Church fundraiser will feature Ethiopian food

Anyone who wants to try Ethiopian food while helping a worthy cause is welcome to attend a fundraiser that benefits a humanitarian trip to the East African country through the organization Siloam Ethiopia.

Word of Life Evangelical Church, 175 Church St., Landisville, will host the fundraiser on Saturday, March 29, from noon to 4 p.m.

Volunteers will serve takeout meals featuring four traditional Ethiopian dishes: doro wat (spicy chicken dish), misir wat (spicy split lentils), atakilt wat (vegetable dish with cabbage, carrots, and potatoes), and non-spicy split yellow peas. The meals will include spices made in Ethiopia and homemade butter.

"What is exciting this time is one of our board members (who wishes to remain anonymous) will match (the money generated from the fundraiser) up to $8,000," said Wegayhu Ketema, who is taking the mission trip along with her oldest son, Ephraim Getahun.

To preorder a meal or for more information about the takeout meal, call or text Ketema at 717-669-0930.

"We are very thankful for the people of Lancaster County because without them, we can't do what we do," Ketema said. "We are just their foot to go do the work. They are the engine for us. We are so grateful."

Ketema and Ephraim, who are both nurses, will be traveling to Harar, Ethiopia, from Thursday, May 1, to Tuesday, May 13, as part of their mission through Siloam Ethiopia.

"We have a free medical clinic for the poor and the homeless," Ketema said. She stated that Siloam Ethiopia is also helping to raise eight orphan girls, providing housing, food, and school supplies. "They are like our kids," Ketema said.

The money generated by the takeout dinner helps pay for two physician assistants and a secretary, housekeeper, and house mom for the girls.

Siloam Ethiopia assists seven satellite clinics, six schools, and a home for the elderly, providing supplies and performing checkups for patients. Ketema and Ephraim will make home visits for people who are unable to travel to the clinics. "When we see a need, we try to help the people with that need," said Ketema.

She is returning to Ethiopia despite a harrowing experience in a previous visit. In 2023, Ketema was exposed to mold while cleaning a storage room and wound up in the hospital four times after returning to Lancaster County.

"That's another reason I am so grateful. I came back here, and the doctors gave me the right medication to give me back my life," Ketema said. "We don't have that kind of treatment where I come from."

Ketema took a circuitous route to Lancaster County. Born in Ethiopia, she went to high school in Djibouti. Her mother sent her to England for two years to learn English. Ketema finished high school in India and studied nursing.

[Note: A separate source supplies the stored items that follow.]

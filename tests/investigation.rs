mod common;

use cloudpilot::collector::{EvidenceCollector, MAX_GLOBAL_FACTS};
use cloudpilot::llm::LlmConfig;
use cloudpilot::models::{
    Fact, InvestigationStatus, ParsedInputs, Resource, Severity,
};
use cloudpilot::orchestrator::{InvestigationRequest, Investigator};
use cloudpilot::specialists::{
    Specialist, SpecialistContext, SpecialistRegistry, MAX_FACTS_PER_RESOURCE,
};
use common::{MockBackend, MockLlm};
use serde_json::{json, Value};
use std::sync::Arc;

fn investigator(backend: Arc<MockBackend>, llm: Option<Arc<MockLlm>>) -> Investigator {
    Investigator::new(
        backend,
        llm.map(|l| l as Arc<dyn cloudpilot::llm::Llm>),
        LlmConfig::default(),
        "eu-west-1".to_string(),
    )
}

fn permission_denied_trace() -> Value {
    let gateway_doc = json!({
        "name": "a1b2c3d4e5/prod",
        "origin": "AWS::ApiGateway::Stage",
        "fault": true,
        "http": {"response": {"status": 502}},
        "cause": {
            "message": "User: arn:aws:iam::123456789012:role/api-role is not authorized to perform: states:StartSyncExecution on resource: arn:aws:states:eu-west-1:123456789012:stateMachine:foo with an explicit deny"
        },
        "subsegments": [{
            "name": "STEPFUNCTIONS",
            "fault": true,
            "aws": {"operation": "StartSyncExecution"},
            "http": {"response": {"status": 400}},
            "cause": {"message": "AccessDeniedException"}
        }]
    });
    json!({
        "Traces": [{
            "Id": "1-68e915e7-7a2c7c6d1427db5e5b97c431",
            "Duration": 0.412,
            "Segments": [{"Id": "seg1", "Document": gateway_doc.to_string()}]
        }]
    })
}

#[tokio::test]
async fn permission_error_on_workflow_invocation() {
    let backend = Arc::new(
        MockBackend::new()
            .with_response("xray", "batch-get-traces", permission_denied_trace())
            .with_response(
                "apigateway",
                "get-stage",
                json!({"tracingEnabled": true, "deploymentId": "d1"}),
            )
            .with_response(
                "cloudwatch",
                "get-metric-statistics",
                json!({"Datapoints": [{"Sum": 14.0}]}),
            )
            .with_failure("iam", "get-role", "NoSuchEntity")
            .with_response(
                "logs",
                "filter-log-events",
                json!({"events": [{
                    "timestamp": 1700000000000u64,
                    "message": "Execution failed due to configuration error: API Gateway is not authorized to perform: states:StartSyncExecution",
                    "logStreamName": "s"
                }]}),
            ),
    );
    let llm = Arc::new(MockLlm::new(vec![
        r#"[{"type": "permission_issue", "description": "The API Gateway integration role is denied states:StartSyncExecution", "confidence": 0.93, "evidence": ["not authorized to perform"]}]"#,
        r#"{"primary_root_cause_index": 0, "contributing_factor_indices": [], "analysis_summary": "Explicit deny on states:StartSyncExecution blocks the workflow invocation"}"#,
        r#"{"severity": "high", "confidence": 0.85, "reasoning": "Customer-facing 502 responses"}"#,
    ]));

    let request = InvestigationRequest::from_payload(&json!({
        "investigation": {"input": "Gateway returning 502. Trace: 1-68e915e7-7a2c7c6d1427db5e5b97c431"},
        "service_config": {}
    }))
    .unwrap();

    let report = investigator(backend, Some(llm)).investigate(request).await;

    assert_eq!(report.status, InvestigationStatus::Completed);
    assert!(report.facts.iter().any(|f| f.content.contains("HTTP 502")));
    assert!(report
        .facts
        .iter()
        .any(|f| f.content.contains("not authorized to perform")));

    let root_cause = report.root_cause_analysis.as_ref().unwrap();
    let primary = root_cause.primary_root_cause.as_ref().unwrap();
    assert_eq!(primary.kind, "permission_issue");
    assert!(primary.confidence >= 0.90);
    assert_eq!(root_cause.confidence_score, primary.confidence);

    let severity = report.severity_assessment.as_ref().unwrap();
    assert!(matches!(severity.severity, Severity::High | Severity::Critical));
    assert_eq!(severity.affected_resource_count, report.affected_resources.len());

    // Ranked output with grounded evidence.
    for window in report.hypotheses.windows(2) {
        assert!(window[0].confidence >= window[1].confidence);
    }
    for hypothesis in &report.hypotheses {
        assert!(!hypothesis.evidence.is_empty());
        for entry in &hypothesis.evidence {
            assert!(report
                .facts
                .iter()
                .any(|f| f.content.contains(entry.as_str()) || entry.contains(&f.content)));
        }
    }
}

#[tokio::test]
async fn compute_function_timeout_is_classified_as_symptom() {
    let backend = Arc::new(
        MockBackend::new()
            .with_response(
                "lambda",
                "get-function-configuration",
                json!({"Timeout": 3, "MemorySize": 256, "Runtime": "python3.12"}),
            )
            .with_response("cloudwatch", "get-metric-statistics", json!({"Datapoints": []}))
            .with_response(
                "logs",
                "filter-log-events",
                json!({"events": [{
                    "timestamp": 1700000000000u64,
                    "message": "Task timed out after 3.00 seconds",
                    "logStreamName": "2026/01/01/[$LATEST]abc"
                }]}),
            )
            .with_response("lambda", "list-versions-by-function", json!({"Versions": []})),
    );
    // One scripted hypothesis response; later phases fail to parse it and
    // fall back to their deterministic classification.
    let llm = Arc::new(MockLlm::new(vec![
        r#"[{"type": "timeout", "description": "Configured 3s timeout is exceeded by the workload", "confidence": 0.88, "evidence": ["Task timed out after 3.00 seconds"]}]"#,
    ]));

    let request = InvestigationRequest {
        input: json!({
            "investigation_inputs": {
                "primary_targets": [{"type": "lambda", "name": "payment-processor"}]
            }
        }),
        xray_trace_id: None,
        region: None,
        role_arn: None,
        external_id: None,
    };

    let report = investigator(backend, Some(llm)).investigate(request).await;

    assert_eq!(report.status, InvestigationStatus::Completed);
    let timeout_hypothesis = report
        .hypotheses
        .iter()
        .find(|h| h.kind == "timeout")
        .expect("timeout hypothesis");
    assert!((0.85..=0.95).contains(&timeout_hypothesis.confidence));

    // No true-cause hypothesis exists, so the summary flags a symptom.
    let root_cause = report.root_cause_analysis.as_ref().unwrap();
    assert!(root_cause.analysis_summary.contains("symptom"));
    let primary = root_cause.primary_root_cause.as_ref().unwrap();
    assert!(primary.description.contains("(symptom - root cause unclear)"));
}

#[tokio::test]
async fn empty_inputs_short_circuit_without_tool_calls() {
    let backend = Arc::new(MockBackend::new());
    let request = InvestigationRequest::from_payload(&json!({
        "investigation": {"input": "something is wrong"},
        "service_config": {}
    }))
    .unwrap();

    let report = investigator(backend.clone(), None).investigate(request).await;

    assert_eq!(report.status, InvestigationStatus::InsufficientData);
    assert!(report.facts.is_empty());
    assert!(report.hypotheses.is_empty());
    assert!(report.summary.contains("No resources or trace IDs identified"));
    assert_eq!(backend.call_count(), 0);
}

struct NoisySpecialist;

#[async_trait::async_trait]
impl Specialist for NoisySpecialist {
    async fn analyze(&self, resource: &Resource, _ctx: &SpecialistContext) -> Vec<Fact> {
        (0..20)
            .map(|i| {
                Fact::new(
                    "noise",
                    format!("observation {i} about {}", resource.name),
                    0.8,
                )
            })
            .collect()
    }

    fn resource_types(&self) -> &'static [&'static str] {
        &["lambda", "apigateway", "dynamodb", "sqs"]
    }

    fn name(&self) -> &'static str {
        "noisy"
    }
}

#[tokio::test]
async fn parallel_fan_out_enforces_caps() {
    let backend = Arc::new(MockBackend::new());
    let tools = common::tool_context(backend).await;

    let mut registry = SpecialistRegistry::new();
    registry.register(Arc::new(NoisySpecialist));

    let kinds = ["lambda", "apigateway", "dynamodb", "sqs"];
    let resources: Vec<Resource> = (0..8)
        .map(|i| Resource::new(kinds[i % 4], &format!("resource-{i}"), "eu-west-1"))
        .collect();

    let facts = EvidenceCollector::with_registry(registry)
        .collect(&tools, &resources, &ParsedInputs::default())
        .await;

    assert_eq!(facts.len(), MAX_GLOBAL_FACTS);
    for i in 0..8 {
        let per_resource = facts
            .iter()
            .filter(|f| f.content.ends_with(&format!("resource-{i}")))
            .count();
        assert!(per_resource <= MAX_FACTS_PER_RESOURCE);
    }
}

#[tokio::test]
async fn unavailable_health_tool_does_not_degrade_analysis() {
    let backend = Arc::new(
        MockBackend::new()
            .with_failure("health", "describe-events", "not subscribed")
            .with_failure("cloudtrail", "lookup-events", "AccessDenied")
            .with_response(
                "lambda",
                "get-function-configuration",
                json!({"Timeout": 3, "MemorySize": 256, "Runtime": "python3.12"}),
            )
            .with_response("cloudwatch", "get-metric-statistics", json!({"Datapoints": []}))
            .with_response(
                "logs",
                "filter-log-events",
                json!({"events": [{
                    "timestamp": 1700000000000u64,
                    "message": "Task timed out after 3.00 seconds",
                    "logStreamName": "s"
                }]}),
            )
            .with_response("lambda", "list-versions-by-function", json!({"Versions": []})),
    );

    let request = InvestigationRequest {
        input: json!({
            "investigation_inputs": {
                "primary_targets": [{"type": "lambda", "name": "payment-processor"}]
            }
        }),
        xray_trace_id: None,
        region: None,
        role_arn: None,
        external_id: None,
    };

    let report = investigator(backend, None).investigate(request).await;

    assert_eq!(report.status, InvestigationStatus::Completed);
    assert!(report.facts.iter().all(|f| f.source != "aws_health"));
    assert!(!report.hypotheses.is_empty());
}

#[tokio::test]
async fn unparseable_llm_output_falls_back_to_heuristics() {
    let backend = Arc::new(
        MockBackend::new()
            .with_response(
                "lambda",
                "get-function-configuration",
                json!({"Timeout": 3, "MemorySize": 256, "Runtime": "python3.12"}),
            )
            .with_response("cloudwatch", "get-metric-statistics", json!({"Datapoints": []}))
            .with_response(
                "logs",
                "filter-log-events",
                json!({"events": [{
                    "timestamp": 1700000000000u64,
                    "message": "Task timed out after 3.00 seconds",
                    "logStreamName": "s"
                }]}),
            )
            .with_response("lambda", "list-versions-by-function", json!({"Versions": []})),
    );
    let llm = Arc::new(MockLlm::new(vec!["I cannot comply."]));

    let request = InvestigationRequest {
        input: json!({
            "investigation_inputs": {
                "primary_targets": [{"type": "lambda", "name": "payment-processor"}]
            }
        }),
        xray_trace_id: None,
        region: None,
        role_arn: None,
        external_id: None,
    };

    let report = investigator(backend, Some(llm)).investigate(request).await;

    assert!(!report.hypotheses.is_empty());
    for hypothesis in &report.hypotheses {
        assert_eq!(hypothesis.metadata["heuristic"], true);
    }
}

#[tokio::test]
async fn identical_runs_produce_identical_analysis() {
    let build = || {
        let backend = Arc::new(
            MockBackend::new()
                .with_response(
                    "lambda",
                    "get-function-configuration",
                    json!({"Timeout": 3, "MemorySize": 256, "Runtime": "python3.12"}),
                )
                .with_response("cloudwatch", "get-metric-statistics", json!({"Datapoints": []}))
                .with_response(
                    "logs",
                    "filter-log-events",
                    json!({"events": [{
                        "timestamp": 1700000000000u64,
                        "message": "Task timed out after 3.00 seconds",
                        "logStreamName": "s"
                    }]}),
                )
                .with_response("lambda", "list-versions-by-function", json!({"Versions": []})),
        );
        let llm = Arc::new(MockLlm::new(vec![
            r#"[{"type": "timeout", "description": "low timeout", "confidence": 0.88, "evidence": ["Task timed out after 3.00 seconds"]}]"#,
        ]));
        (backend, llm)
    };
    let request = || InvestigationRequest {
        input: json!({
            "investigation_inputs": {
                "primary_targets": [{"type": "lambda", "name": "payment-processor"}]
            }
        }),
        xray_trace_id: None,
        region: None,
        role_arn: None,
        external_id: None,
    };

    let (backend_a, llm_a) = build();
    let report_a = investigator(backend_a, Some(llm_a)).investigate(request()).await;
    let (backend_b, llm_b) = build();
    let report_b = investigator(backend_b, Some(llm_b)).investigate(request()).await;

    assert_eq!(report_a.facts, report_b.facts);
    assert_eq!(report_a.hypotheses, report_b.hypotheses);
    assert_eq!(
        report_a.root_cause_analysis.as_ref().unwrap().analysis_summary,
        report_b.root_cause_analysis.as_ref().unwrap().analysis_summary
    );
}

#[tokio::test]
async fn credential_failure_fails_the_investigation() {
    let backend = Arc::new(MockBackend::new().with_failure("sts", "assume-role", "AccessDenied"));
    let request = InvestigationRequest::from_payload(&json!({
        "investigation": {"input": "Gateway returning 502"},
        "service_config": {"role_arn": "arn:aws:iam::123456789012:role/investigator", "external_id": "tenant-1"}
    }))
    .unwrap();

    let report = investigator(backend, None).investigate(request).await;

    assert_eq!(report.status, InvestigationStatus::Failed);
    let response = report.to_response();
    assert_eq!(response["success"], false);
    assert_eq!(response["severity"]["severity"], "low");
}
//! Scripted backend and LLM doubles for unit tests.
#![allow(dead_code)]

use crate::aws::{BackendError, CloudClient, ServiceBackend, ServiceCall};
use crate::llm::{Llm, LlmError};
use crate::tools::ToolContext;
use async_trait::async_trait;
use serde_json::Value;
use std::collections::HashMap;
use std::sync::{Arc, Mutex};

/// Backend double keyed by `(service, operation)`.
#[derive(Default)]
pub struct MockBackend {
    responses: Mutex<HashMap<(String, String), Value>>,
    failures: Mutex<HashMap<(String, String), String>>,
    calls: Mutex<Vec<(String, String, Value)>>,
}

impl MockBackend {
    pub fn new() -> Self {
        Self::default()
    }

    pub fn with_response(self, service: &str, operation: &str, response: Value) -> Self {
        self.responses
            .lock()
            .unwrap()
            .insert((service.to_string(), operation.to_string()), response);
        self
    }

    pub fn with_failure(self, service: &str, operation: &str, message: &str) -> Self {
        self.failures
            .lock()
            .unwrap()
            .insert((service.to_string(), operation.to_string()), message.to_string());
        self
    }

    pub fn call_count(&self) -> usize {
        self.calls.lock().unwrap().len()
    }

    pub fn calls_to(&self, service: &str, operation: &str) -> usize {
        self.calls
            .lock()
            .unwrap()
            .iter()
            .filter(|(s, o, _)| s == service && o == operation)
            .count()
    }
}

#[async_trait]
impl ServiceBackend for MockBackend {
    async fn invoke(&self, call: ServiceCall<'_>) -> Result<Value, BackendError> {
        let key = (call.service.to_string(), call.operation.to_string());
        self.calls
            .lock()
            .unwrap()
            .push((key.0.clone(), key.1.clone(), call.params.clone()));
        if let Some(message) = self.failures.lock().unwrap().get(&key) {
            return Err(BackendError::Call(message.clone()));
        }
        self.responses
            .lock()
            .unwrap()
            .get(&key)
            .cloned()
            .ok_or_else(|| {
                BackendError::Call(format!("no scripted response for {}/{}", key.0, key.1))
            })
    }
}

/// Build a tool context over a mock backend without a role handshake.
pub async fn tool_context(backend: Arc<MockBackend>) -> ToolContext {
    let client = CloudClient::connect(backend, "eu-west-1", None, None)
        .await
        .expect("no handshake without role");
    ToolContext::new(Arc::new(client))
}

/// LLM double that replays canned responses in order, then repeats the last.
pub struct MockLlm {
    responses: Mutex<Vec<String>>,
    prompts: Mutex<Vec<String>>,
    fail: bool,
}

impl MockLlm {
    pub fn new(responses: Vec<&str>) -> Self {
        Self {
            responses: Mutex::new(responses.into_iter().rev().map(|s| s.to_string()).collect()),
            prompts: Mutex::new(Vec::new()),
            fail: false,
        }
    }

    pub fn failing() -> Self {
        Self {
            responses: Mutex::new(Vec::new()),
            prompts: Mutex::new(Vec::new()),
            fail: true,
        }
    }

    pub fn prompts(&self) -> Vec<String> {
        self.prompts.lock().unwrap().clone()
    }
}

#[async_trait]
impl Llm for MockLlm {
    async fn complete(
        &self,
        prompt: &str,
        _temperature: f32,
        _max_tokens: u32,
    ) -> Result<String, LlmError> {
        self.prompts.lock().unwrap().push(prompt.to_string());
        if self.fail {
            return Err(LlmError::Api("scripted failure".to_string()));
        }
        let mut responses = self.responses.lock().unwrap();
        match responses.len() {
            0 => Err(LlmError::Parse("no scripted response".to_string())),
            1 => Ok(responses[0].clone()),
            _ => Ok(responses.pop().unwrap()),
        }
    }
}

Ketema and Demeke Getahun, now one of the pastors at Word of Life Evangelical Church, married in Kenya and came to Lancaster County in 1989.

Ketema works at Lancaster Rehabilitation Hospital and volunteers at Hope Within Ministries' free clinic in Elizabethtown.

"What I love about being a nurse is this country gave me so much; for me this is a way to give back," she said. "I love to care for my patients. It just is amazing."

Ketema knew she wanted to become a nurse when she was 8 years old and living with her grandmother, Yeshi Tesema, in a one-room house.

One cold morning, she was sitting outside on a rock people-watching. "I saw a nurse drive by," she said. "In Ethiopia in those days, you didn't see a lot of people driving cars. It was very rare. I always used to look at her and wish to be a nurse someday."

Her wish came true. "Through all the ups and downs in life, the Lord gave me a chance to be a nurse, and my desire is to help people," she said.

Demeke had a dream of his own, telling his wife in 1991 that he wanted to go back to Ethiopia and open a free clinic. "When he said that, I thought, 'Wow, this is what I want to do.' God found that for us," said Ketema. "We prayed and we waited. We had three kids, and we let the kids grow up. In 2015, we decided to form a group of people to become a ministry. We went and started it in 2018."

Ketema sees familiar faces on her trips back home. "It is amazing because some of the people are the people who raised me up," she said. "They come and bring me bread. It's overwhelming. I literally cry because those are the people who can't even afford to buy Tylenol when they have a headache or when their back hurts. To be able to give back to the people who raised me up, it just is overwhelming. Now I am taking my son. I want him to see."